■ **Collected data**
"""

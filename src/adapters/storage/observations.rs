//! Observation channels stored as JSON lines.

use async_trait::async_trait;
use std::io::ErrorKind;
use std::path::{Path, PathBuf};
use tokio::io::AsyncWriteExt;
use tokio::sync::Mutex;
use tracing::warn;

use super::{file_component, memory_bank_root, session_dir};
use crate::domain::errors::DomainResult;
use crate::domain::models::{Observation, SessionScope};
use crate::domain::ports::ObservationStore;

#[derive(Debug)]
pub struct JsonlObservationStore {
    root: PathBuf,
    write_lock: Mutex<()>,
}

impl JsonlObservationStore {
    pub fn new(data_root: impl AsRef<Path>) -> Self {
        Self {
            root: memory_bank_root(data_root.as_ref()),
            write_lock: Mutex::new(()),
        }
    }

    fn channel_path(&self, scope: &SessionScope, channel: &str) -> DomainResult<PathBuf> {
        Ok(session_dir(&self.root, scope)?
            .join("observations")
            .join(format!("{}.log", file_component(channel)?)))
    }
}

#[async_trait]
impl ObservationStore for JsonlObservationStore {
    async fn record(&self, scope: &SessionScope, channel: &str, text: &str) -> DomainResult<()> {
        let path = self.channel_path(scope, channel)?;
        if let Some(parent) = path.parent() {
            tokio::fs::create_dir_all(parent).await?;
        }
        let mut line = serde_json::to_string(&Observation::new(text))?;
        line.push('\n');

        let _guard = self.write_lock.lock().await;
        let mut file = tokio::fs::OpenOptions::new()
            .create(true)
            .append(true)
            .open(&path)
            .await?;
        file.write_all(line.as_bytes()).await?;
        file.flush().await?;
        Ok(())
    }

    async fn read(&self, scope: &SessionScope, channel: &str) -> DomainResult<Vec<Observation>> {
        let path = self.channel_path(scope, channel)?;
        let content = match tokio::fs::read_to_string(&path).await {
            Ok(content) => content,
            Err(e) if e.kind() == ErrorKind::NotFound => return Ok(Vec::new()),
            Err(e) => return Err(e.into()),
        };

        Ok(content
            .lines()
            .filter(|line| !line.trim().is_empty())
            .filter_map(|line| match serde_json::from_str(line) {
                Ok(observation) => Some(observation),
                Err(e) => {
                    warn!(path = %path.display(), error = %e, "Skipping malformed observation");
                    None
                }
            })
            .collect())
    }
}

#[cfg(test)]
mod tests {
    use super::*;
    use crate::domain::models::BROADCAST_CHANNEL;

    #[tokio::test]
    async fn test_observations_append_in_order() {
        let dir = tempfile::tempdir().unwrap();
        let store = JsonlObservationStore::new(dir.path());
        let scope = SessionScope::new("session-1", Path::new("/work/app"));

        store.record(&scope, BROADCAST_CHANNEL, "first").await.unwrap();
        store.record(&scope, BROADCAST_CHANNEL, "second").await.unwrap();
        store.record(&scope, "scenario-1-1", "private").await.unwrap();

        let broadcast = store.read(&scope, BROADCAST_CHANNEL).await.unwrap();
        let texts: Vec<&str> = broadcast.iter().map(|o| o.observation.as_str()).collect();
        assert_eq!(texts, vec!["first", "second"]);
        assert_eq!(store.read(&scope, "scenario-1-1").await.unwrap().len(), 1);
        assert!(store.read(&scope, "scenario-1-2").await.unwrap().is_empty());
    }

    #[tokio::test]
    async fn test_channel_names_cannot_escape() {
        let dir = tempfile::tempdir().unwrap();
        let store = JsonlObservationStore::new(dir.path());
        let scope = SessionScope::new("session-1", Path::new("/work/app"));
        assert!(store.record(&scope, "../escape", "x").await.is_err());
    }
}
//! Reply parsing for trial workers.
//!
//! A model reply is narrative text that may contain two kinds of blocks:
//!
//! ```text
//! <report> ... </report>
//!
//! <use_mcp_tool>
//!   <server_name>git-mcp</server_name>
//!   <tool_name>git_diff</tool_name>
//!   <arguments>{"target": "HEAD~1"}</arguments>
//! </use_mcp_tool>
//! ```
//!
//! Tags are matched case-insensitively. A complete report block wins over
//! everything else in the reply. Tool-call blocks are validated as a batch:
//! one malformed block rejects all of them.

use serde::Deserialize;
use serde_json::{Map, Value};

use crate::domain::errors::DirectiveParseError;
use crate::domain::models::{clamp_unit, AnalysisMetrics, CapabilityKind, CapabilityRequest, ScenarioResult};

const REPORT_OPEN: &str = "<report>";
const REPORT_CLOSE: &str = "</report>";
const TOOL_OPEN: &str = "<use_mcp_tool>";
const TOOL_CLOSE: &str = "</use_mcp_tool>";

/// One validated tool call, in reply order.
#[derive(Debug, Clone, PartialEq, Eq)]
pub struct Directive {
    /// 1-based position among the reply's tool-call blocks
    pub index: usize,
    pub server: String,
    pub request: CapabilityRequest,
}

/// What a reply asks the worker to do next.
#[derive(Debug, Clone, PartialEq, Eq)]
pub enum Reply {
    /// Body of the terminal report block
    Report(String),
    Directives(Vec<Directive>),
    /// At least one tool-call block failed to parse; none may run
    Malformed(Vec<DirectiveParseError>),
    /// Nothing actionable
    Narrative,
}

/// Classify a model reply.
pub fn parse_reply(text: &str) -> Reply {
    let scanner = Scanner::new(text);

    if let Some(body) = scanner.report_body() {
        return Reply::Report(body.trim().to_string());
    }

    let mut directives = Vec::new();
    let mut errors = Vec::new();
    let mut cursor = 0;
    let mut index = 0;

    while let Some(open) = scanner.find(TOOL_OPEN, cursor) {
        index += 1;
        let body_start = open + TOOL_OPEN.len();
        let Some(close) = scanner.find(TOOL_CLOSE, body_start) else {
            errors.push(DirectiveParseError::Unterminated { index });
            break;
        };
        match parse_directive(&scanner.sub(body_start, close), index) {
            Ok(directive) => directives.push(directive),
            Err(e) => errors.push(e),
        }
        cursor = close + TOOL_CLOSE.len();
    }

    if !errors.is_empty() {
        Reply::Malformed(errors)
    } else if directives.is_empty() {
        Reply::Narrative
    } else {
        Reply::Directives(directives)
    }
}

/// Case-insensitive tag search over a reply.
///
/// ASCII lowercasing keeps byte offsets identical between the original and
/// the folded copy, so offsets found in one slice the other.
struct Scanner<'a> {
    original: &'a str,
    folded: String,
}

impl<'a> Scanner<'a> {
    fn new(original: &'a str) -> Self {
        Self {
            original,
            folded: original.to_ascii_lowercase(),
        }
    }

    fn find(&self, tag: &str, from: usize) -> Option<usize> {
        self.folded.get(from..)?.find(tag).map(|pos| from + pos)
    }

    fn slice(&self, start: usize, end: usize) -> &'a str {
        &self.original[start..end]
    }

    fn sub(&self, start: usize, end: usize) -> Scanner<'a> {
        Scanner {
            original: self.slice(start, end),
            folded: self.folded[start..end].to_string(),
        }
    }

    fn report_body(&self) -> Option<&'a str> {
        let open = self.find(REPORT_OPEN, 0)?;
        let start = open + REPORT_OPEN.len();
        let close = self.find(REPORT_CLOSE, start)?;
        Some(self.slice(start, close))
    }

    /// Text of `<name>...</name>`, if both tags are present.
    fn element(&self, name: &str) -> Option<&'a str> {
        let open_tag = format!("<{name}>");
        let close_tag = format!("</{name}>");
        let open = self.find(&open_tag, 0)?;
        let start = open + open_tag.len();
        let close = self.find(&close_tag, start)?;
        Some(self.slice(start, close))
    }
}

fn parse_directive(block: &Scanner<'_>, index: usize) -> Result<Directive, DirectiveParseError> {
    let server = block
        .element("server_name")
        .map(str::trim)
        .filter(|s| !s.is_empty())
        .ok_or(DirectiveParseError::MissingElement {
            index,
            element: "server_name",
        })?;
    let tool = block
        .element("tool_name")
        .map(str::trim)
        .filter(|s| !s.is_empty())
        .ok_or(DirectiveParseError::MissingElement {
            index,
            element: "tool_name",
        })?;

    let arguments = match block.element("arguments").map(str::trim) {
        None | Some("") => Map::new(),
        Some(raw) => match serde_json::from_str::<Value>(raw) {
            Ok(Value::Object(map)) => map,
            Ok(other) => {
                return Err(DirectiveParseError::InvalidJson {
                    index,
                    reason: format!("expected an object, found {}", json_kind(&other)),
                })
            }
            Err(e) => {
                return Err(DirectiveParseError::InvalidJson {
                    index,
                    reason: e.to_string(),
                })
            }
        },
    };

    let kind = CapabilityKind::from_server_name(server).ok_or_else(|| {
        DirectiveParseError::UnknownServer {
            index,
            server: server.to_string(),
        }
    })?;
    let request = CapabilityRequest::from_directive(kind, tool, arguments).map_err(|reason| {
        DirectiveParseError::InvalidCall {
            index,
            tool: tool.to_string(),
            reason,
        }
    })?;

    Ok(Directive {
        index,
        server: server.to_string(),
        request,
    })
}

const fn json_kind(value: &Value) -> &'static str {
    match value {
        Value::Null => "null",
        Value::Bool(_) => "a boolean",
        Value::Number(_) => "a number",
        Value::String(_) => "a string",
        Value::Array(_) => "an array",
        Value::Object(_) => "an object",
    }
}

/// Report fields a model may supply as JSON.
#[derive(Debug, Default, Deserialize)]
struct ReportBody {
    #[serde(default, alias = "confirmed")]
    success: Option<bool>,
    #[serde(default)]
    confidence: Option<Value>,
    #[serde(default, alias = "fix")]
    fix_attempted: Option<String>,
    #[serde(default)]
    findings: Option<String>,
    #[serde(default)]
    explanation: Option<String>,
    #[serde(default)]
    metrics: Option<AnalysisMetrics>,
}

/// Fill `result` from a report body.
///
/// JSON bodies (bare or fenced) are read field by field. Anything else is
/// read as `KEY: value` lines: `CONFIRMED`, `CONFIDENCE`, `FIX` and
/// `EXPLANATION`. The findings default to the whole body.
pub fn apply_report(body: &str, mut result: ScenarioResult) -> ScenarioResult {
    let parsed = json_object(body)
        .and_then(|value| serde_json::from_value::<ReportBody>(value).ok())
        .unwrap_or_else(|| key_lines(body));

    if let Some(metrics) = parsed.metrics {
        let resources = std::mem::take(&mut result.metrics.progress.resources_used);
        let attempt = result.metrics.adaptation.attempt_number;
        result.metrics = metrics;
        result.metrics.progress.resources_used.extend(resources);
        if result.metrics.adaptation.attempt_number == 0 {
            result.metrics.adaptation.attempt_number = attempt;
        }
    }
    result.success = parsed.success.unwrap_or(false);
    result.confidence = parsed
        .confidence
        .as_ref()
        .and_then(confidence_value)
        .unwrap_or(0.0);
    result.fix_attempted = parsed.fix_attempted.unwrap_or_default();
    result.explanation = parsed.explanation.unwrap_or_default();
    result.findings = parsed
        .findings
        .filter(|f| !f.trim().is_empty())
        .unwrap_or_else(|| body.trim().to_string());
    result
}

fn json_object(body: &str) -> Option<Value> {
    let trimmed = body.trim();
    let start = trimmed.find('{')?;
    let end = trimmed.rfind('}')?;
    if end < start {
        return None;
    }
    match serde_json::from_str(&trimmed[start..=end]) {
        Ok(value @ Value::Object(_)) => Some(value),
        _ => None,
    }
}

fn key_lines(body: &str) -> ReportBody {
    let mut report = ReportBody::default();
    for line in body.lines() {
        let Some((key, value)) = line.split_once(':') else {
            continue;
        };
        let value = value.trim();
        match key.trim().trim_start_matches(['-', '*', ' ']).to_ascii_uppercase().as_str() {
            "CONFIRMED" | "SUCCESS" => report.success = Some(affirmative(value)),
            "CONFIDENCE" => report.confidence = Some(Value::String(value.to_string())),
            "FIX" | "FIX_ATTEMPTED" => report.fix_attempted = Some(value.to_string()),
            "EXPLANATION" => report.explanation = Some(value.to_string()),
            _ => {}
        }
    }
    report
}

fn affirmative(value: &str) -> bool {
    matches!(
        value.trim().trim_end_matches('.').to_ascii_lowercase().as_str(),
        "yes" | "true" | "y" | "confirmed"
    )
}

/// Numbers are taken as-is (percentages above 1 are scaled down), words map
/// to 0.9 / 0.6 / 0.3.
fn confidence_value(value: &Value) -> Option<f64> {
    let number = match value {
        Value::Number(n) => n.as_f64()?,
        Value::String(s) => {
            let s = s.trim().trim_end_matches('%').trim();
            match s.to_ascii_lowercase().as_str() {
                "high" => 0.9,
                "medium" => 0.6,
                "low" => 0.3,
                other => other.parse::<f64>().ok()?,
            }
        }
        _ => return None,
    };
    let number = if number > 1.0 && number <= 100.0 {
        number / 100.0
    } else {
        number
    };
    Some(clamp_unit(number))
}
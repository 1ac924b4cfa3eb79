//! Trial worker micro-cycle tests against a recording capability broker.

mod common;

use std::sync::Arc;
use std::time::Duration;
use tokio_util::sync::CancellationToken;

use common::{scenario_config, temp_dir, RecordingBroker};
use sleuth::adapters::completion::ScriptedCompletionClient;
use sleuth::adapters::storage::{FileReportStore, JsonlObservationStore};
use sleuth::domain::errors::CompletionError;
use sleuth::domain::models::{
    CapabilityRequest, FileOperation, GitOperation, Role, Termination, WorkerExit,
    BROADCAST_CHANNEL,
};
use sleuth::domain::ports::{ObservationStore, ReportStore, WorkerLauncher};
use sleuth::services::{TaskWorkerLauncher, TrialWorker};

const REPORT: &str = r#"I reproduced it and the fix holds.
<report>
{"success": true, "confidence": 0.85, "fix_attempted": "invalidate taskCache on write",
 "explanation": "stale cache entries survive task updates"}
</report>"#;

struct Harness {
    _dir: tempfile::TempDir,
    broker: RecordingBroker,
    completion: Arc<ScriptedCompletionClient>,
    reports: Arc<FileReportStore>,
    observations: Arc<JsonlObservationStore>,
    worker: TrialWorker,
    config: sleuth::domain::models::ScenarioConfig,
}

fn harness(completion: ScriptedCompletionClient, broker: RecordingBroker) -> Harness {
    let dir = temp_dir();
    let workspace = dir.path().join("workspace");
    std::fs::create_dir_all(&workspace).unwrap();
    let completion = Arc::new(completion);
    let reports = Arc::new(FileReportStore::new(dir.path()));
    let observations = Arc::new(JsonlObservationStore::new(dir.path()));
    let worker = TrialWorker::new(
        completion.clone(),
        Arc::new(broker.clone()),
        reports.clone(),
        observations.clone(),
        Duration::from_millis(1),
    );
    let config = scenario_config(dir.path(), &workspace, "scenario-1-1");
    Harness {
        _dir: dir,
        broker,
        completion,
        reports,
        observations,
        worker,
        config,
    }
}

#[tokio::test]
async fn test_report_on_first_turn_is_persisted() {
    let h = harness(ScriptedCompletionClient::new([REPORT]), RecordingBroker::new());

    let result = h
        .worker
        .run(&h.config, &CancellationToken::new())
        .await
        .unwrap();

    assert_eq!(result.termination, Termination::Reported);
    assert!(result.success);
    assert!((result.confidence - 0.85).abs() < f64::EPSILON);
    assert_eq!(result.fix_attempted, "invalidate taskCache on write");
    assert_eq!(result.termination.exit_code(), 0);

    let stored = h
        .reports
        .read(&h.config.scope(), &h.config.id)
        .await
        .unwrap()
        .expect("report written");
    assert_eq!(stored.id, "scenario-1-1");
    assert!(stored.success);
    assert!(h.broker.restored());
    assert_eq!(h.broker.close_count(), 1);
}

#[tokio::test]
async fn test_report_wins_over_tool_calls_in_same_reply() {
    let reply = format!(
        "<use_mcp_tool>\n<server_name>desktop-commander</server_name>\n\
         <tool_name>write_file</tool_name>\n\
         <arguments>{{\"path\": \"cache.js\", \"content\": \"x\"}}</arguments>\n\
         </use_mcp_tool>\n{REPORT}"
    );
    let h = harness(ScriptedCompletionClient::new([reply]), RecordingBroker::new());

    let result = h
        .worker
        .run(&h.config, &CancellationToken::new())
        .await
        .unwrap();

    assert_eq!(result.termination, Termination::Reported);
    assert!(h.broker.directed().is_empty(), "no tool call may run");
    assert_eq!(h.completion.call_count().await, 1);
}

#[tokio::test]
async fn test_empty_first_completion_fails_but_restores_and_closes() {
    let h = harness(
        ScriptedCompletionClient::with_results([Err(CompletionError::EmptyResponse)]),
        RecordingBroker::new(),
    );

    let result = h
        .worker
        .run(&h.config, &CancellationToken::new())
        .await
        .unwrap();

    assert_eq!(result.termination, Termination::EmptyCompletion);
    assert!(!result.success);
    assert_ne!(result.termination.exit_code(), 0);
    assert!(h.broker.restored());
    assert_eq!(h.broker.close_count(), 1);
    let stored = h
        .reports
        .read(&h.config.scope(), &h.config.id)
        .await
        .unwrap()
        .unwrap();
    assert_eq!(stored.termination, Termination::EmptyCompletion);
}

#[tokio::test]
async fn test_completion_error_is_recorded() {
    let h = harness(
        ScriptedCompletionClient::with_results([Err(CompletionError::Api {
            status: 400,
            body: "bad request".into(),
        })]),
        RecordingBroker::new(),
    );

    let result = h
        .worker
        .run(&h.config, &CancellationToken::new())
        .await
        .unwrap();

    assert_eq!(result.termination, Termination::CompletionFailed);
    assert!(result.explanation.contains("bad request"));
}

#[tokio::test]
async fn test_malformed_batch_executes_nothing_and_adds_one_message() {
    let malformed = "<use_mcp_tool>\n<server_name>git-mcp</server_name>\n\
        <tool_name>git_status</tool_name>\n<arguments>{}</arguments>\n</use_mcp_tool>\n\
        <use_mcp_tool>\n<server_name>slack</server_name>\n<tool_name>post</tool_name>\n\
        <arguments>{}</arguments>\n</use_mcp_tool>";
    let h = harness(
        ScriptedCompletionClient::new([malformed, REPORT]),
        RecordingBroker::new(),
    );

    h.worker
        .run(&h.config, &CancellationToken::new())
        .await
        .unwrap();

    assert!(h.broker.directed().is_empty());
    let calls = h.completion.calls().await;
    assert_eq!(calls.len(), 2);
    assert_eq!(calls[0].len(), 1);
    // seed, the malformed reply, one corrective message
    assert_eq!(calls[1].len(), 3);
    let corrective = &calls[1][2];
    assert_eq!(corrective.role, Role::User);
    assert!(corrective
        .content
        .starts_with("Tool call parsing failed; no tool calls from this message were executed:"));
    assert!(corrective.content.contains("unknown server 'slack'"));
}

#[tokio::test]
async fn test_directives_run_in_order_and_feed_back() {
    let batch = "<use_mcp_tool>\n<server_name>desktop-commander</server_name>\n\
        <tool_name>edit_file</tool_name>\n\
        <arguments>{\"path\": \"cache.js\", \"old_text\": \"{}\", \"new_text\": \"new Map()\"}</arguments>\n\
        </use_mcp_tool>\n\
        <use_mcp_tool>\n<server_name>desktop-commander</server_name>\n\
        <tool_name>execute_command</tool_name>\n<arguments>{\"command\": \"npm test\"}</arguments>\n\
        </use_mcp_tool>";
    let broker = RecordingBroker::new();
    broker.answer("execute_command", "12 passing");
    let h = harness(ScriptedCompletionClient::new([batch, REPORT]), broker);

    let result = h
        .worker
        .run(&h.config, &CancellationToken::new())
        .await
        .unwrap();

    let directed = h.broker.directed();
    assert_eq!(directed.len(), 2);
    assert!(matches!(
        &directed[0],
        CapabilityRequest::File(FileOperation::EditFile { path, .. }) if path == "cache.js"
    ));
    assert!(matches!(
        &directed[1],
        CapabilityRequest::File(FileOperation::ExecuteCommand { command, .. }) if command == "npm test"
    ));

    let calls = h.completion.calls().await;
    let feedback = &calls[1].last().unwrap().content;
    let edit = feedback.find("Result of 'edit_file'").unwrap();
    let test = feedback.find("Result of 'execute_command':\n12 passing").unwrap();
    assert!(edit < test);

    assert!(result.metrics.progress.resources_used.contains("cache.js"));
    assert_eq!(result.metrics.testing.validation_steps, vec!["npm test"]);
    assert_eq!(result.metrics.progress.steps_completed, 2);
}

#[tokio::test]
async fn test_branch_mutation_is_rejected_not_executed() {
    let create = "<use_mcp_tool>\n<server_name>git-mcp</server_name>\n\
        <tool_name>git_create_branch</tool_name>\n\
        <arguments>{\"branch_name\": \"my-fix\"}</arguments>\n</use_mcp_tool>";
    let h = harness(
        ScriptedCompletionClient::new([create, REPORT]),
        RecordingBroker::new(),
    );

    h.worker
        .run(&h.config, &CancellationToken::new())
        .await
        .unwrap();

    assert!(h.broker.directed().is_empty());
    let calls = h.completion.calls().await;
    let feedback = &calls[1].last().unwrap().content;
    assert!(feedback.contains("'git_create_branch' was rejected"));
    assert!(feedback.contains(&h.config.branch_name));
}

#[tokio::test]
async fn test_wall_clock_budget_ends_trial() {
    let mut h = harness(
        ScriptedCompletionClient::new(Vec::<String>::new())
            .with_fallback("Still looking at the code."),
        RecordingBroker::new(),
    );
    h.config.timeout_ms = 50;

    let result = h
        .worker
        .run(&h.config, &CancellationToken::new())
        .await
        .unwrap();

    assert_eq!(result.termination, Termination::TimedOut);
    assert!(h.broker.restored());
    assert_eq!(h.broker.close_count(), 1);
}

#[tokio::test]
async fn test_cancelled_trial_still_reports() {
    let h = harness(
        ScriptedCompletionClient::new(Vec::<String>::new()).with_fallback("thinking"),
        RecordingBroker::new(),
    );
    let cancel = CancellationToken::new();
    cancel.cancel();

    let result = h.worker.run(&h.config, &cancel).await.unwrap();

    assert_eq!(result.termination, Termination::Cancelled);
    assert!(h
        .reports
        .read(&h.config.scope(), &h.config.id)
        .await
        .unwrap()
        .is_some());
    assert_eq!(h.broker.close_count(), 1);
}

#[tokio::test]
async fn test_unavailable_workspace_is_a_setup_failure() {
    let h = harness(
        ScriptedCompletionClient::new([REPORT]),
        RecordingBroker::failing_open(),
    );

    let result = h
        .worker
        .run(&h.config, &CancellationToken::new())
        .await
        .unwrap();

    assert_eq!(result.termination, Termination::SetupFailed);
    assert_eq!(h.completion.call_count().await, 0);
}

#[tokio::test]
async fn test_observations_reach_the_transcript() {
    let h = harness(
        ScriptedCompletionClient::new(["Reading the code first.", REPORT]),
        RecordingBroker::new(),
    );
    let scope = h.config.scope();
    h.observations
        .record(&scope, BROADCAST_CHANNEL, "only fails under load")
        .await
        .unwrap();
    h.observations
        .record(&scope, &h.config.id, "check the eviction timer")
        .await
        .unwrap();

    h.worker
        .run(&h.config, &CancellationToken::new())
        .await
        .unwrap();

    let calls = h.completion.calls().await;
    let seed = &calls[0][0].content;
    assert!(seed.contains("only fails under load"));
    assert!(seed.contains("check the eviction timer"));
    assert!(seed.contains(&h.config.branch_name));
    // Already-seen observations are not repeated on later turns.
    assert!(!calls[1].last().unwrap().content.contains("Scientific observation"));
}

#[tokio::test]
async fn test_checkout_is_limited_to_the_workspace_branch() {
    let checkout = |target: &str| {
        format!(
            "<use_mcp_tool>\n<server_name>git-mcp</server_name>\n\
             <tool_name>git_checkout</tool_name>\n\
             <arguments>{{\"target\": \"{target}\"}}</arguments>\n</use_mcp_tool>"
        )
    };
    let mut h = harness(ScriptedCompletionClient::new([REPORT]), RecordingBroker::new());
    let own = h.config.branch_name.clone();
    h.completion = Arc::new(ScriptedCompletionClient::new([
        checkout("main"),
        checkout(&own),
        REPORT.to_string(),
    ]));
    let worker = TrialWorker::new(
        h.completion.clone(),
        Arc::new(h.broker.clone()),
        h.reports.clone(),
        h.observations.clone(),
        Duration::from_millis(1),
    );

    worker.run(&h.config, &CancellationToken::new()).await.unwrap();

    let checkouts: Vec<_> = h
        .broker
        .directed()
        .into_iter()
        .filter_map(|r| match r {
            CapabilityRequest::Git(GitOperation::GitCheckout { target }) => Some(target),
            _ => None,
        })
        .collect();
    assert_eq!(checkouts, vec![own.clone()]);
    let calls = h.completion.calls().await;
    assert!(calls[1]
        .last()
        .unwrap()
        .content
        .contains("'main' is a local branch outside this trial"));
    assert!(h.broker.requests().iter().any(|r| matches!(
        r,
        CapabilityRequest::Git(GitOperation::GitRestore { branch, .. }) if *branch == own
    )));
}

#[tokio::test]
async fn test_overrunning_task_trial_unwinds_before_abort() {
    let broker = RecordingBroker::new();
    // Setup outlasts the trial's whole budget, past the launcher's deadline.
    broker.slow("git_rev_parse", Duration::from_millis(300));
    let mut h = harness(ScriptedCompletionClient::new([REPORT]), broker);
    h.config.timeout_ms = 50;
    let launcher = TaskWorkerLauncher::new(Arc::new(h.worker), Duration::ZERO);

    let exit = launcher.launch(&h.config, CancellationToken::new()).await;

    assert_eq!(exit, WorkerExit::TimedOut);
    assert!(h.broker.restored());
    assert_eq!(h.broker.close_count(), 1);
    let stored = h
        .reports
        .read(&h.config.scope(), &h.config.id)
        .await
        .unwrap()
        .expect("report written while unwinding");
    assert_ne!(stored.termination, Termination::Reported);
}
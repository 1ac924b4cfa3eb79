//! Command-line interface.

pub mod commands;
pub mod output;
pub mod types;

pub use types::{Cli, Commands};

use serde_json::json;

/// Print a command failure and exit non-zero.
pub fn handle_error(err: anyhow::Error, json_mode: bool) -> ! {
    if json_mode {
        let body = json!({
            "success": false,
            "error": format!("{err:#}"),
        });
        println!(
            "{}",
            serde_json::to_string_pretty(&body).unwrap_or_default()
        );
    } else {
        eprintln!("Error: {err:#}");
    }
    std::process::exit(1);
}
//! File-backed memory bank.
//!
//! ```text
//! <data_root>/memory-bank/<project_id>/
//!     progress.md
//!     sessions/<session_id>/reports/<scenario_id>.json
//!     sessions/<session_id>/observations/<channel>.log
//!     sessions/<session_id>/scenarios/<scenario_id>.json
//! ```

pub mod observations;
pub mod progress;
pub mod reports;

use std::path::{Path, PathBuf};

use crate::domain::errors::{DomainError, DomainResult};
use crate::domain::models::SessionScope;

pub use observations::JsonlObservationStore;
pub use progress::ProgressJournal;
pub use reports::FileReportStore;

/// Root of the memory bank under a data root.
pub fn memory_bank_root(data_root: &Path) -> PathBuf {
    data_root.join("memory-bank")
}

fn session_dir(root: &Path, scope: &SessionScope) -> DomainResult<PathBuf> {
    Ok(root
        .join(file_component(&scope.project_id)?)
        .join("sessions")
        .join(file_component(&scope.session_id)?))
}

/// Where the scenario config handed to an out-of-process worker is written.
pub fn scenario_file(
    data_root: &Path,
    scope: &SessionScope,
    scenario_id: &str,
) -> DomainResult<PathBuf> {
    Ok(session_dir(&memory_bank_root(data_root), scope)?
        .join("scenarios")
        .join(format!("{}.json", file_component(scenario_id)?)))
}

/// Reject names that would escape their directory.
fn file_component(name: &str) -> DomainResult<&str> {
    let valid = !name.is_empty()
        && name != "."
        && name != ".."
        && !name.contains(['/', '\\', '\0']);
    if valid {
        Ok(name)
    } else {
        Err(DomainError::InvalidRequest(format!(
            "'{name}' is not a valid memory bank name"
        )))
    }
}

#[cfg(test)]
mod tests {
    use super::*;

    #[test]
    fn test_file_component_rejects_traversal() {
        assert!(file_component("scenario-1-1").is_ok());
        assert!(file_component("..").is_err());
        assert!(file_component("a/b").is_err());
        assert!(file_component("").is_err());
    }
}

"""

■ **What to work on**
Search the records above for "return" and copy every line that has it.

■ **Answer section**
            Err(e) if e.kind() == ErrorKind::NotFound => return Ok(Vec::new()),
            Err(e) => return Err(e.into()),
        return Reply::Report(body.trim().to_string());
                return Err(DirectiveParseError::InvalidJson {
                return Err(DirectiveParseError::InvalidJson {
        return None;
        _ => return None,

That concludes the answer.